Effects of 5-FU on cell viability and apoptotic caspase pathways

After incubation with 5-FU for 4, 15, and 24 h, the cell viability was significantly decreased in a time- and dose-dependent manner at concentrations ranging from 0.1, 0.5, and 1 mg/mL to 5 mg/mL (Fig. 1A). To investigate the role of caspases in 5-FU-induced apoptosis, the cells were pretreated with various caspase inhibitors for 1 h and then incubated with 1 mg/mL 5-FU for 15 h. After application of the caspase inhibitors, the cellular MTT values were significantly increased in comparison with the 5-FU-only group. Compared with the corresponding control group, the 5-FU-only cells had lower MTT values (as shown in Fig. 1B). The addition of caspase-8, general caspase, and caspase-9 inhibitors (Z-IETD-FMK, Z-VAD-FMK, and Z-LEHD-FMK, respectively) at 10⁻⁵ reversed the 5-FU-induced cellular damage.

FIG. 1.

Effects of 5-fluorouracil (5-FU) on cell viability and apoptotic caspase pathways in corneal epithelial cells. (A) Cell viability was measured following exposure of cultured corneal epithelial cells to various concentrations of 5-FU at 4, 15, and 24 h. (B) The cells were pretreated with a general caspase inhibitor, Z-VAD-FMK, a caspase-8 inhibitor, Z-IETD-FMK, or a caspase-9 inhibitor, Z-LEHD-FMK, for 1 h and then exposed to 1 mg/mL 5-FU for 15 h. The data are presented as means ± SD from 3 independent experiments. *P < 0.05 compared with experimental negative control group in A and 5-FU-only-treated group in B.

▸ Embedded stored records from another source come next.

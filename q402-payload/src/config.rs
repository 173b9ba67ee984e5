//! Command-line configuration.
//!
//! Every flag can also be supplied through the environment, and a `.env`
//! file in the working directory is loaded before parsing.
//!
//! # Environment Variables
//!
//! - `PAYER_PRIVATE_KEY` - Payer key, hex with or without `0x` (required)
//! - `Q402_NETWORK` - Network id (default: `bsc-testnet`)
//! - `Q402_CHAIN_ID` - Overrides the chain id of the network
//! - `Q402_TOKEN`, `Q402_AMOUNT`, `Q402_TO` - Transfer parameters
//! - `Q402_IMPLEMENTATION` - Overrides the delegation target
//! - `Q402_VERIFYING_CONTRACT` - Witness verifying contract (default: the
//!   implementation contract)

use alloy_signer_local::PrivateKeySigner;
use clap::{Parser, ValueEnum};
use q402::PaymentScheme;
use q402::networks::network_by_id;
use q402::proto::{PaymentAuthorization, PaymentDetails};
use q402_evm::delegated::DEFAULT_WITNESS_VALIDITY_SECS;
use q402_evm::{PayloadOptions, SigningMode, WitnessBuilder};

/// Errors raised while resolving the configuration.
#[derive(Debug, thiserror::Error)]
pub enum ConfigError {
    /// The network is not in the registry and no chain id was given.
    #[error("unknown network {0:?}; pass --chain-id")]
    UnknownNetwork(String),

    /// The network has no default implementation and none was given.
    #[error("no implementation contract known for {0:?}; pass --implementation")]
    MissingImplementation(String),

    /// The payer key does not parse. The key itself is never echoed.
    #[error("invalid PAYER_PRIVATE_KEY: {0}")]
    InvalidPrivateKey(String),
}

/// Output encoding of the signed payload.
#[derive(Debug, Clone, Copy, Default, PartialEq, Eq, ValueEnum)]
pub enum OutputFormat {
    /// Pretty-printed JSON.
    #[default]
    Json,
    /// Base64 of the compact JSON, ready for an HTTP header.
    Base64,
}

/// Generates a signed q402 payment payload and prints it to stdout.
#[derive(Debug, Clone, Parser)]
#[command(name = "q402-payload", version, about)]
pub struct PayloadConfig {
    /// Payer private key.
    #[arg(long, env = "PAYER_PRIVATE_KEY", hide_env_values = true)]
    pub private_key: String,

    /// Network id.
    #[arg(long, env = "Q402_NETWORK", default_value = "bsc-testnet")]
    pub network: String,

    /// Chain id; defaults to the registry entry for `--network`.
    #[arg(long, env = "Q402_CHAIN_ID")]
    pub chain_id: Option<u64>,

    /// Token contract address.
    #[arg(long, env = "Q402_TOKEN")]
    pub token: String,

    /// Amount in the token's smallest unit, as a decimal integer.
    #[arg(long, env = "Q402_AMOUNT")]
    pub amount: String,

    /// Recipient address.
    #[arg(long, env = "Q402_TO")]
    pub to: String,

    /// Implementation contract the payer delegates to.
    #[arg(long, env = "Q402_IMPLEMENTATION")]
    pub implementation: Option<String>,

    /// Verifying contract of the witness domain.
    #[arg(long, env = "Q402_VERIFYING_CONTRACT")]
    pub verifying_contract: Option<String>,

    /// Delegation nonce of the payer account.
    #[arg(long, default_value_t = 0, allow_negative_numbers = true)]
    pub nonce: i64,

    /// Seconds until the generated witness deadline.
    #[arg(long, default_value_t = DEFAULT_WITNESS_VALIDITY_SECS)]
    pub validity_secs: u64,

    /// Request both signatures at once.
    #[arg(long)]
    pub concurrent: bool,

    /// Output encoding.
    #[arg(long, value_enum, default_value_t = OutputFormat::Json)]
    pub output: OutputFormat,
}

impl PayloadConfig {
    /// Parses the payer key.
    ///
    /// # Errors
    ///
    /// Returns [`ConfigError::InvalidPrivateKey`] if the key is malformed.
    pub fn signer(&self) -> Result<PrivateKeySigner, ConfigError> {
        self.private_key
            .trim()
            .parse()
            .map_err(|e: alloy_signer_local::LocalSignerError| {
                ConfigError::InvalidPrivateKey(e.to_string())
            })
    }

    /// Resolves the payment details, filling registry defaults.
    ///
    /// Only the network lookups happen here. Addresses, amount and nonce are
    /// validated by payload construction.
    ///
    /// # Errors
    ///
    /// Returns [`ConfigError`] if the chain id or implementation can be
    /// neither read from the flags nor found in the registry.
    pub fn payment_details(&self) -> Result<PaymentDetails, ConfigError> {
        let known = network_by_id(&self.network);
        let chain_id = self
            .chain_id
            .or_else(|| known.map(|n| n.chain_id))
            .ok_or_else(|| ConfigError::UnknownNetwork(self.network.clone()))?;
        let implementation = match &self.implementation {
            Some(address) => address.clone(),
            None => known
                .and_then(|n| n.implementation_contract)
                .map(|address| address.to_checksum(None))
                .ok_or_else(|| ConfigError::MissingImplementation(self.network.clone()))?,
        };
        let verifying_contract = self
            .verifying_contract
            .clone()
            .unwrap_or_else(|| implementation.clone());

        Ok(PaymentDetails {
            scheme: PaymentScheme::Eip7702Delegated,
            network_id: self.network.clone(),
            token: self.token.clone(),
            amount: self.amount.clone(),
            to: self.to.clone(),
            implementation_contract: implementation,
            authorization: PaymentAuthorization {
                chain_id,
                address: verifying_contract,
                nonce: self.nonce,
            },
        })
    }

    /// Builds the construction options.
    #[must_use]
    pub fn payload_options(&self) -> PayloadOptions {
        PayloadOptions {
            witness: WitnessBuilder::new().with_validity_secs(self.validity_secs),
            signing_mode: if self.concurrent {
                SigningMode::Concurrent
            } else {
                SigningMode::Sequential
            },
        }
    }
}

Assay of mitochondrial membrane potential change after 5-FU exposure

Disruption of the mitochondrial transmembrane potential is one of the earliest intracellular changes induced by apoptosis. In healthy cells, MitoLight dye accumulates in the mitochondria and yields red fluorescence. In apoptotic cells, where the mitochondrial membrane potential has been depolarized, the dye aggregates in the cytoplasm and emits green fluorescence, allowing discrimination of apoptotic and nonapoptotic cells. The red color area of control cells indicates normal mitochondrial membrane potential. Following exposure to 0.5 mg/mL 5-FU for 15 h, indicated with the black color, as well as the green and blue color lines of the cells treated with 1 mg/mL and 5 mg/mL 5-FU, respectively (Fig. 2A), the fluorescence of the MitoLight dye in the cells showed an obvious change, with red fluorescence in the mitochondria and green in the cytoplasm, as detected by the shift in the relative fluorescence intensity in Fig. 2B. The percentage of MitoLight that accumulated in the mitochondria of the control (100.3% ± 0.2%) decreased to 80.3% ± 0.4% at 0.5 mg/mL, 68.3% ± 0.5% at 1 mg/mL, and 60.2% ± 0.4% at 5 mg/mL (Fig. 2B). The percentage of MitoLight increased in the cytoplasm from 0.5% ± 0.1% in the control to 20.4% ± 0.3% at 0.5 mg/mL, 32.2% ± 0.4% at 1 mg/mL, and 40.3% ± 0.5% at 5 mg/mL (Fig. 2B).

FIG. 2.

Flow cytometry assay of mitochondrial membrane potential changes with MitoLight dye in cultured corneal epithelial cells in the presence of 0.5, 1, and 5 mg/mL 5-FU for 15 h. (A) The curves represent fluorescing changes in the absence (control, red color) or presence of 0.5 (black color), 1 (green color), and 5 (blue color) mg/mL 5-FU. (B) The histogram displayed the ratio of red fluorescence in the mitochondria and green fluorescence of MitoLight in the cytoplasm at different concentrations of 5-FU. The asterisk denotes that P < 0.05 when comparing the red and the green fluorescences with the negative control group (0 mg/mL). Two other independent experiments produced similar results.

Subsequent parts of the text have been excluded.